The party was established in 1992 as the "Democratic Alliance for the Betterment of Hong Kong" by a group of traditional Beijing loyalists who pledged allegiance to the Chinese Communist Party. As the transfer of sovereignty over Hong Kong was approaching, the party actively participated in elections in the last years of the colonial rule and became one of the major party and the ally to the government in the early post-handover era.

The DAB took a major blow in the 2003 District Council election due to the unpopular Tung Chee-hwa administration and the proposed legislation of the Article 23 of the Basic Law. However, the party still managed to recover its loss in the following decades, further expanded its electoral base and membership and absorbed the pro-business Hong Kong Progressive Alliance in 2005, becoming the a dominant force in Hong Kong politics.

The party received electoral successes in the 2007 and 2011 District Council elections, winning 136 local elected offices at its peak, and won 13 seats in the 2012 Legislative Council election thanks to its effective electoral strategy. In the 2019 District Council election, however, the party received a significant loss of four-fifth of its seats the midst of the widespread anti-government protests.

History

Founding and the reunification (1992–1998)
The Democratic Alliance for the Betterment of Hong Kong was founded as part of a wave of political party formations as Hong Kong approached its handover to China and amid electoral reform initiated by Governor Chris Patten. The 1991 Legislative Council election, which saw the defeat of all pro-Beijing candidates, was a catalyst to the forming of the DAB. In January 1992, director of the Hong Kong and Macau Affairs Office Lu Ping publicly encouraged the organisation of pro-Beijing political parties for the 1995 elections. Politicians from the Hong Kong Federation of Trade Unions (FTU) and other pro-Beijing organisations including the Hong Kong Federation of Education Workers (FEW) formed the DAB on 10 July 1992, with Tsang Yok-sing as the party's first chairperson. The DAB was the first major pro-Beijing party as a part of the united front on the eve of the handover of Hong Kong.

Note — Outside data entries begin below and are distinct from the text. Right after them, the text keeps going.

//! Mock resource types and an in-memory transport for engine tests

use serde_json::{Value, json};
use std::cell::RefCell;
use std::collections::BTreeMap;
use std::io;
use std::path::{Path, PathBuf};

use crate::argument::{ArgumentKind, Field};
use crate::context::{CommandOutput, Context, Group, Invocation, Passwd, Stat, Transport};
use crate::error::{Error, Result};
use crate::node::Node;
use crate::policy::{Assertion, Policy};
use crate::provider::Provider;
use crate::registry::{Registry, ResourceType};
use crate::resource::Resource;

/// Files kept in memory
#[derive(Debug, Default)]
pub struct MockTransport {
    files: RefCell<BTreeMap<PathBuf, Vec<u8>>>,
}

impl MockTransport {
    pub fn write(&self, path: &str, contents: &str) {
        self.files
            .borrow_mut()
            .insert(PathBuf::from(path), contents.as_bytes().to_vec());
    }
}

impl Transport for MockTransport {
    fn execute(&self, _command: &Invocation) -> Result<CommandOutput> {
        Ok(CommandOutput::default())
    }

    fn exists(&self, path: &Path) -> bool {
        self.isfile(path) || self.isdir(path)
    }

    fn isfile(&self, path: &Path) -> bool {
        self.files.borrow().contains_key(path)
    }

    fn isdir(&self, path: &Path) -> bool {
        self.files
            .borrow()
            .keys()
            .any(|f| f != path && f.starts_with(path))
    }

    fn islink(&self, _path: &Path) -> bool {
        false
    }

    fn stat(&self, path: &Path) -> Result<Stat> {
        let size = self.get(path)?.len() as u64;
        Ok(Stat {
            uid: 0,
            gid: 0,
            mode: 0o644,
            size,
        })
    }

    fn readlink(&self, path: &Path) -> Result<PathBuf> {
        Err(Error::OperationFailed(format!("{} is not a link", path.display())))
    }

    fn get(&self, path: &Path) -> Result<Vec<u8>> {
        self.files
            .borrow()
            .get(path)
            .cloned()
            .ok_or_else(|| io::Error::from(io::ErrorKind::NotFound).into())
    }

    fn put(&self, path: &Path, contents: &[u8], _mode: u32) -> Result<()> {
        self.files
            .borrow_mut()
            .insert(path.to_path_buf(), contents.to_vec());
        Ok(())
    }

    fn makedirs(&self, _path: &Path) -> Result<()> {
        Ok(())
    }

    fn unlink(&self, path: &Path) -> Result<()> {
        self.files.borrow_mut().remove(path);
        Ok(())
    }

    fn getpwnam(&self, name: &str) -> Result<Option<Passwd>> {
        Ok((name == "root").then(|| Passwd {
            name: "root".into(),
            uid: 0,
            gid: 0,
            home: PathBuf::from("/root"),
        }))
    }

    fn getgrnam(&self, name: &str) -> Result<Option<Group>> {
        Ok((name == "root").then(|| Group {
            name: "root".into(),
            gid: 0,
        }))
    }

    fn whoami(&self) -> Result<String> {
        Ok("root".into())
    }
}

/// Writes `contents` (default empty) when the file differs
struct MockFile;

impl Provider for MockFile {
    fn name(&self) -> &'static str {
        "file"
    }

    fn policies(&self) -> &'static [&'static str] {
        &["apply"]
    }

    fn apply(&self, resource: &Resource, ctx: &mut Context<'_>) -> Result<bool> {
        let path = Path::new(resource.name());
        let contents = resource.get_str("contents").unwrap_or_default().as_bytes();
        if ctx.transport.isfile(path) && ctx.transport.get(path)? == contents {
            return Ok(false);
        }
        if !ctx.simulate {
            ctx.transport.put(path, contents, 0o644)?;
        }
        Ok(true)
    }
}

struct MockRemoveFile;

impl Provider for MockRemoveFile {
    fn name(&self) -> &'static str {
        "remove-file"
    }

    fn policies(&self) -> &'static [&'static str] {
        &["remove"]
    }

    fn apply(&self, resource: &Resource, ctx: &mut Context<'_>) -> Result<bool> {
        let path = Path::new(resource.name());
        if !ctx.transport.exists(path) {
            return Ok(false);
        }
        if !ctx.simulate {
            ctx.transport.unlink(path)?;
        }
        Ok(true)
    }
}

struct MockWatchFile;

impl Provider for MockWatchFile {
    fn name(&self) -> &'static str {
        "watch-file"
    }

    fn policies(&self) -> &'static [&'static str] {
        &["watched"]
    }

    fn apply(&self, resource: &Resource, ctx: &mut Context<'_>) -> Result<bool> {
        Ok(resource.hash(ctx)?.as_deref() != resource.original_hash())
    }
}

/// Records its own name as provider output and reports a change.
///
/// A `command` of `fail` fails; watched paths are rewritten.
pub struct RecordingProvider {
    name: &'static str,
    policies: &'static [&'static str],
}

impl RecordingProvider {
    pub fn new(name: &'static str, policies: &'static [&'static str]) -> Self {
        Self { name, policies }
    }
}

impl Provider for RecordingProvider {
    fn name(&self) -> &'static str {
        self.name
    }

    fn policies(&self) -> &'static [&'static str] {
        self.policies
    }

    fn apply(&self, resource: &Resource, ctx: &mut Context<'_>) -> Result<bool> {
        if resource.get_str("command") == Some("fail") {
            return Err(Error::Command {
                message: format!("{} returned 1", resource.id()),
                stderr: String::new(),
            });
        }
        if !ctx.simulate {
            for path in resource.watch() {
                ctx.transport.put(Path::new(&path), b"rotated", 0o644)?;
            }
        }
        ctx.changelog.info(self.name);
        Ok(true)
    }
}

const FILE_FIELDS: &[Field] = &[
    Field::new("name", ArgumentKind::FullPath).required(),
    Field::new("contents", ArgumentKind::String),
];

const EXECUTE_FIELDS: &[Field] = &[
    Field::new("name", ArgumentKind::String).required(),
    Field::new("command", ArgumentKind::String),
    Field::new("commands", ArgumentKind::List),
];

const WIDGET_FIELDS: &[Field] = &[Field::new("name", ArgumentKind::String).required()];

/// `File`, `Execute` and an ambiguous `Widget` type
pub fn mock_registry() -> Registry {
    let mut registry = Registry::new();
    let file = ResourceType::new("File", FILE_FIELDS)
        .with_policy(
            Policy::new("apply")
                .as_default()
                .signature(&[Assertion::Present("name")]),
        )
        .with_policy(Policy::new("remove").signature(&[Assertion::Absent("contents")]))
        .with_policy(Policy::new("watched"))
        .with_provider(MockFile)
        .with_provider(MockRemoveFile)
        .with_provider(MockWatchFile);
    let execute = ResourceType::new("Execute", EXECUTE_FIELDS)
        .with_policy(Policy::new("execute").as_default())
        .with_policy(Policy::new("restart"))
        .with_provider(RecordingProvider::new("execute", &["execute"]))
        .with_provider(RecordingProvider::new("restart", &["restart"]));
    let widget = ResourceType::new("Widget", WIDGET_FIELDS)
        .with_policy(Policy::new("apply").as_default())
        .with_provider(RecordingProvider::new("left", &["apply"]))
        .with_provider(RecordingProvider::new("right", &["apply"]));

    for resource_type in [file, execute, widget] {
        registry.register(resource_type).unwrap();
    }
    registry
}

/// Build a resource of `kind` from a JSON declaration.
pub fn resource(registry: &Registry, kind: &str, value: Value) -> Resource {
    let node = Node::root(json!({ kind: value }), None).get_key(kind);
    Resource::new(registry.get(kind).unwrap(), &node).unwrap()
}
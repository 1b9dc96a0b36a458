//! Audit trail of a run
//!
//! Each resource apply is bracketed as a [`ResourceRecord`]. Changes made
//! by providers are recorded under the record that was open at the time.

use serde::{Deserialize, Serialize};

use crate::context::Context;
use crate::error::Result;

/// A unit of work performed by a provider
pub trait Change {
    /// Human readable summary, e.g. `chmod 644 /etc/motd`
    fn describe(&self) -> String;

    /// Perform the change. Returns whether the target was modified.
    ///
    /// Implementations must not mutate the target when `ctx.simulate` is set,
    /// but must still report whether they would have.
    fn apply(&mut self, ctx: &mut Context<'_>) -> Result<bool>;
}

/// How a resource apply ended
#[derive(Debug, Clone, PartialEq, Eq, Serialize, Deserialize)]
pub enum Outcome {
    Changed,
    Unchanged,
    Failed { error: String },
}

impl Outcome {
    /// Outcome of a resource apply that returned `result`.
    pub fn of(result: &Result<bool>) -> Self {
        match result {
            Ok(true) => Self::Changed,
            Ok(false) => Self::Unchanged,
            Err(e) => Self::Failed {
                error: e.to_string(),
            },
        }
    }

    pub fn is_change(&self) -> bool {
        matches!(self, Self::Changed)
    }

    pub fn is_success(&self) -> bool {
        !matches!(self, Self::Failed { .. })
    }
}

/// Everything recorded while one resource was applied
#[derive(Debug, Clone, PartialEq, Eq, Serialize, Deserialize)]
pub struct ResourceRecord {
    pub id: String,
    /// Descriptions of changes that modified the target
    pub changes: Vec<String>,
    /// Informational output from providers
    pub messages: Vec<String>,
    pub outcome: Option<Outcome>,
}

/// Counts of resource outcomes
#[derive(Debug, Clone, Default, PartialEq, Eq, Serialize, Deserialize)]
pub struct ApplySummary {
    pub changed: usize,
    pub unchanged: usize,
    pub failed: usize,
}

impl ApplySummary {
    pub fn total(&self) -> usize {
        self.changed + self.unchanged + self.failed
    }

    pub fn is_success(&self) -> bool {
        self.failed == 0
    }

    pub fn add_outcome(&mut self, outcome: &Outcome) {
        match outcome {
            Outcome::Changed => self.changed += 1,
            Outcome::Unchanged => self.unchanged += 1,
            Outcome::Failed { .. } => self.failed += 1,
        }
    }
}

/// Records of every resource applied in a run
#[derive(Debug, Default)]
pub struct ChangeLog {
    records: Vec<ResourceRecord>,
    current: Option<usize>,
    changed: bool,
}

impl ChangeLog {
    pub fn new() -> Self {
        Self::default()
    }

    /// Open the record for `id`.
    pub fn begin(&mut self, id: &str) {
        self.records.push(ResourceRecord {
            id: id.to_string(),
            changes: Vec::new(),
            messages: Vec::new(),
            outcome: None,
        });
        self.current = Some(self.records.len() - 1);
    }

    /// Close the open record.
    pub fn finish(&mut self, outcome: Outcome) {
        if let Some(record) = self.current.take().and_then(|i| self.records.get_mut(i)) {
            if let Outcome::Failed { error } = &outcome {
                log::error!("[{}] {}", record.id, error);
            }
            record.outcome = Some(outcome);
        }
    }

    /// Id of the resource being applied.
    pub fn current(&self) -> Option<&str> {
        self.current
            .and_then(|i| self.records.get(i))
            .map(|r| r.id.as_str())
    }

    /// Record the outcome of a change under the open resource.
    pub fn record_change(&mut self, description: &str, changed: bool) {
        if !changed {
            log::debug!("[{}] {} (no change)", self.current().unwrap_or("-"), description);
            return;
        }
        self.changed = true;
        log::info!("[{}] {}", self.current().unwrap_or("-"), description);
        if let Some(record) = self.current.and_then(|i| self.records.get_mut(i)) {
            record.changes.push(description.to_string());
        }
    }

    /// Provider output for the open resource.
    pub fn info(&mut self, message: impl Into<String>) {
        let message = message.into();
        log::info!("[{}] {}", self.current().unwrap_or("-"), message);
        if let Some(record) = self.current.and_then(|i| self.records.get_mut(i)) {
            record.messages.push(message);
        }
    }

    /// Whether any recorded change modified the target.
    pub fn changed(&self) -> bool {
        self.changed
    }

    pub fn records(&self) -> &[ResourceRecord] {
        &self.records
    }

    pub fn summary(&self) -> ApplySummary {
        let mut summary = ApplySummary::default();
        for outcome in self.records.iter().filter_map(|r| r.outcome.as_ref()) {
            summary.add_outcome(outcome);
        }
        summary
    }
}
//! Declaration nodes
//!
//! The engine never looks at declaration syntax. It only walks a tree of
//! values through the accessors on [`Node`], each node remembering where in
//! the source document it came from so errors can point back at it.

use serde_json::{Map, Value};
use std::fmt;
use std::path::Path;
use std::sync::Arc;
use thiserror::Error;

/// Location of a node within a declaration document
#[derive(Debug, Clone, Default, PartialEq, Eq)]
pub struct Anchor {
    source: Option<Arc<Path>>,
    path: String,
}

impl Anchor {
    /// Anchor for the root of a document loaded from `source`.
    pub fn new(source: Option<&Path>) -> Self {
        Self {
            source: source.map(Arc::from),
            path: String::new(),
        }
    }

    /// Anchor of a child reached through a mapping key.
    pub fn key(&self, name: &str) -> Self {
        let path = if self.path.is_empty() {
            name.to_string()
        } else {
            format!("{}.{}", self.path, name)
        };
        Self {
            source: self.source.clone(),
            path,
        }
    }

    /// Anchor of a child reached through a list index.
    pub fn index(&self, index: usize) -> Self {
        Self {
            source: self.source.clone(),
            path: format!("{}[{}]", self.path, index),
        }
    }

    /// The source document, if the declaration was loaded from a file.
    pub fn source(&self) -> Option<&Path> {
        self.source.as_deref()
    }

    /// Key path from the document root.
    pub fn path(&self) -> &str {
        &self.path
    }
}

impl fmt::Display for Anchor {
    fn fmt(&self, f: &mut fmt::Formatter<'_>) -> fmt::Result {
        match (&self.source, self.path.is_empty()) {
            (Some(source), false) => write!(f, "{}: {}", source.display(), self.path),
            (Some(source), true) => write!(f, "{}", source.display()),
            (None, false) => write!(f, "{}", self.path),
            (None, true) => write!(f, "<declaration>"),
        }
    }
}

/// Errors raised when a node is read in a way its value does not support
#[derive(Debug, Error)]
pub enum NodeError {
    /// The key or index does not exist
    #[error("no value at {0}")]
    NoMatching(Anchor),

    /// The value has a different shape than requested
    #[error("expected {expected} at {anchor}, found {found}")]
    Type {
        /// Where the value lives
        anchor: Anchor,
        /// Shape the caller asked for
        expected: &'static str,
        /// Shape that was found
        found: &'static str,
    },
}

impl NodeError {
    /// Location of the offending node.
    pub fn anchor(&self) -> &Anchor {
        match self {
            Self::NoMatching(anchor) | Self::Type { anchor, .. } => anchor,
        }
    }
}

/// A value in a declaration tree together with its location
#[derive(Debug, Clone)]
pub struct Node {
    value: Option<Value>,
    anchor: Anchor,
}

impl Node {
    /// Wrap a value found at `anchor`.
    pub fn new(value: Value, anchor: Anchor) -> Self {
        let value = if value.is_null() { None } else { Some(value) };
        Self { value, anchor }
    }

    /// Root node of a document loaded from `source`.
    pub fn root(value: Value, source: Option<&Path>) -> Self {
        Self::new(value, Anchor::new(source))
    }

    /// A node for a key that was not declared.
    pub fn missing(anchor: Anchor) -> Self {
        Self {
            value: None,
            anchor,
        }
    }

    /// Where this node lives in the document.
    pub fn anchor(&self) -> &Anchor {
        &self.anchor
    }

    /// Whether the node has no value (absent key or explicit null).
    pub fn is_missing(&self) -> bool {
        self.value.is_none()
    }

    /// Whether the node holds a mapping.
    pub fn is_mapping(&self) -> bool {
        matches!(self.value, Some(Value::Object(_)))
    }

    /// Whether the node holds a list.
    pub fn is_list(&self) -> bool {
        matches!(self.value, Some(Value::Array(_)))
    }

    /// The raw value, or `NoMatching` if the node is missing.
    pub fn resolve(&self) -> Result<&Value, NodeError> {
        self.value
            .as_ref()
            .ok_or_else(|| NodeError::NoMatching(self.anchor.clone()))
    }

    /// Child node for `name`. Never fails: a missing key yields a missing node.
    ///
    /// `foo_bar` also matches a declared `foo-bar`.
    pub fn get_key(&self, name: &str) -> Self {
        let anchor = self.anchor.key(name);
        let Some(Value::Object(map)) = &self.value else {
            return Self::missing(anchor);
        };
        let found = map
            .get(name)
            .or_else(|| map.get(&name.replace('_', "-")))
            .cloned();
        match found {
            Some(value) => Self::new(value, anchor),
            None => Self::missing(anchor),
        }
    }

    /// Keys of a mapping node, with `-` normalised to `_`.
    pub fn keys(&self) -> Result<Vec<String>, NodeError> {
        Ok(self
            .mapping()?
            .keys()
            .map(|k| k.replace('-', "_"))
            .collect())
    }

    /// Children of a list node, in declaration order.
    pub fn get_iterable(&self) -> Result<Vec<Self>, NodeError> {
        match self.resolve()? {
            Value::Array(items) => Ok(items
                .iter()
                .enumerate()
                .map(|(i, v)| Self::new(v.clone(), self.anchor.index(i)))
                .collect()),
            other => Err(self.type_error("list", other)),
        }
    }

    /// Scalar value as a string; numbers and booleans are rendered as text.
    pub fn as_string(&self) -> Result<String, NodeError> {
        match self.resolve()? {
            Value::String(s) => Ok(s.clone()),
            Value::Number(n) => Ok(n.to_string()),
            Value::Bool(b) => Ok(b.to_string()),
            other => Err(self.type_error("string", other)),
        }
    }

    /// Integer value; numeric strings are accepted.
    pub fn as_int(&self) -> Result<i64, NodeError> {
        let value = self.resolve()?;
        let parsed = match value {
            Value::Number(n) => n.as_i64(),
            Value::String(s) => s.trim().parse().ok(),
            _ => None,
        };
        parsed.ok_or_else(|| self.type_error("integer", value))
    }

    /// Boolean value.
    pub fn as_bool(&self) -> Result<bool, NodeError> {
        match self.resolve()? {
            Value::Bool(b) => Ok(*b),
            other => Err(self.type_error("boolean", other)),
        }
    }

    /// List value.
    pub fn as_list(&self) -> Result<Vec<Value>, NodeError> {
        match self.resolve()? {
            Value::Array(items) => Ok(items.clone()),
            other => Err(self.type_error("list", other)),
        }
    }

    /// Mapping value.
    pub fn as_dict(&self) -> Result<Map<String, Value>, NodeError> {
        self.mapping().cloned()
    }

    fn mapping(&self) -> Result<&Map<String, Value>, NodeError> {
        match self.resolve()? {
            Value::Object(map) => Ok(map),
            other => Err(self.type_error("mapping", other)),
        }
    }

    fn type_error(&self, expected: &'static str, found: &Value) -> NodeError {
        NodeError::Type {
            anchor: self.anchor.clone(),
            expected,
            found: describe(found),
        }
    }
}

fn describe(value: &Value) -> &'static str {
    match value {
        Value::Null => "null",
        Value::Bool(_) => "boolean",
        Value::Number(_) => "number",
        Value::String(_) => "string",
        Value::Array(_) => "list",
        Value::Object(_) => "mapping",
    }
}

Compared with other pro-Beijing parties in Hong Kong, the DAB was more grassroots-oriented. The 56 founding members of the DAB held political views that were sympathetic towards China and emphasised friendly Sino-Hong Kong relations. At the time of founding, many of them held political positions associated with the Chinese government or pro-Beijing groups in Hong Kong. Chairman Tsang Yok-sing was a delegate to Guangdong Province People's Political Consultative Conference, vice-chairman Tam Yiu-chung and Chan Yuen-han were executive members of the pro-Beijing trade union FTU, and secretary Cheng Kai-nam was appointed by the Chinese government as the Hong Kong Affairs Advisor. Political scientist Sonny Lo Shiu-hing notes that early DAB members are also "pro-Hong Kong" in the sense that they advocate for the interests of Hong Kong and lobby Chinese officials.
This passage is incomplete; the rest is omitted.